At the Calvary ED, the Advanced Practice and Triage Nurses utilise an ‘Initial Pain Management Procedure’ in which they may nurse initiate a single dose of medication(s) historically reserved for an acute area of an ED. These medications include methoxyflurane, fentanyl, morphine or oxycodone, as well as common and synergistic analgesia options such as paracetamol and ibuprofen.

Methoxyflurane is a volatile and self-administered inhalation analgesic indicated for short term use to aid in managing acute or procedural pain. Methoxyflurane is commonly utilised by Ambulance Services due to its ease of administration, fast action and effectiveness in relieving intense pain. These characteristics resemble the requirements for use in the ED as methoxyflurane provides an excellent non-invasive and patient controlled option to meet rapid pain relief requirements and expectations prior to synergistic analgesic agents.

Within the ED waiting room, the option of nurse administered methoxyflurane to a patient in the ED waiting area enables a rapid intervention and response to a patient reporting mild to severe pain, and has minimal impact on the subsequent treatment options available to manage more complex or longer term pain.

Methoxyflurane is accessible via a locked cupboard located at the triage desk. A Standard Operating Procedure for administering it has been developed and approved by the appropriate clinical and patient safety committees.
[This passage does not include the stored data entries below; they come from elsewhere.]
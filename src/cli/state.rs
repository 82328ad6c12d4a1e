// SPDX-License-Identifier: MIT OR Apache-2.0
// Copyright (c) 2025 rankflow contributors

//! State command - inspect or clear checkpoints of a pipeline instance

use colored::Colorize;
use miette::Result;
use std::path::{Path, PathBuf};
use std::sync::Arc;

use super::StateAction;
use crate::checkpoint::{CheckpointGate, FilesystemStore, StateKey};
use crate::settings::Settings;
use crate::utils::print_info;

/// Run the state command
pub async fn run(action: StateAction, settings_path: Option<PathBuf>, verbose: bool) -> Result<()> {
    let settings = Settings::load(settings_path.as_deref())?;
    let state_dir = settings.resolve_state_dir();
    let gate = CheckpointGate::new(Arc::new(FilesystemStore::new(state_dir.clone())?));

    match action {
        StateAction::Show { pipeline, instance } => {
            let prefix = instance_key(&settings, &pipeline, instance)?;
            let keys = gate.store().keys(&prefix).await?;
            if keys.is_empty() {
                println!("No checkpoints for {}", prefix.to_string().cyan());
                return Ok(());
            }

            println!("{} ({} records)", prefix.to_string().bold(), keys.len());
            for key in keys {
                let Some(record) = gate.lookup(&key).await? else {
                    continue;
                };
                let relative = key.segments()[prefix.depth()..].join("/");
                let marker = match record.status {
                    Some(true) => "✓".green(),
                    Some(false) => "✗".red(),
                    None => "?".dimmed(),
                };
                println!("  {} {} {}", marker, relative, format!("exit {}", record.exit_code).dimmed());
                if verbose {
                    for (name, value) in record.outputs.iter() {
                        println!("      {} = {}", name.cyan(), value);
                    }
                }
            }
            if verbose {
                print_info(&format!("state directory: {}", state_dir.display()));
            }
        }
        StateAction::Clear { pipeline, instance } => {
            let prefix = instance_key(&settings, &pipeline, instance)?;
            if gate.clean(&prefix).await? {
                println!("{} {}", "Removed checkpoints of".green(), prefix.to_string().cyan());
            } else {
                println!("No checkpoints for {}", prefix.to_string().cyan());
            }
        }
    }

    Ok(())
}

/// Key of an instance; without `--instance`, the default fingerprint with no parameters
fn instance_key(settings: &Settings, pipeline: &Path, instance: Option<String>) -> Result<StateKey> {
    let params = crate::flow::FlowConfig::new();
    let id = super::resolve_instance(pipeline, &params, instance)?;
    Ok(StateKey::instance(&settings.namespace, &id))
}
I am pleased to share the story of our introduction of methoxyflurane as an additional analgesic option for minor trauma within Emergency Department waiting room, and happy to report the anecdotal benefits of reduced patient discomfort and ensuing improved patient amenity.


Biography:

Allison graduated in 2001 and commenced a New Graduate Program at Calvary Hospital. Once completing her new graduate year Allison moved to Victoria and worked at Werribee Hospital. The moving to Sydney to work at St George Hospital. This is where Allison found her love in life Emergency Nursing. In 2010 Allison successfully completed Masters of Nursing (Nurse Practitioner) and successfully applied for a Nurse Practitioner position at Calvary Public Hospital. Allison leads a team of 6 strong APN’s and leads the APN education program and teaches the APN training sessions. Allison has mentored many APN’s and Senior ED Nurses. Allison has a passion for adequate pain relief in the waiting room and for optimising paediatric pain relief in the ED.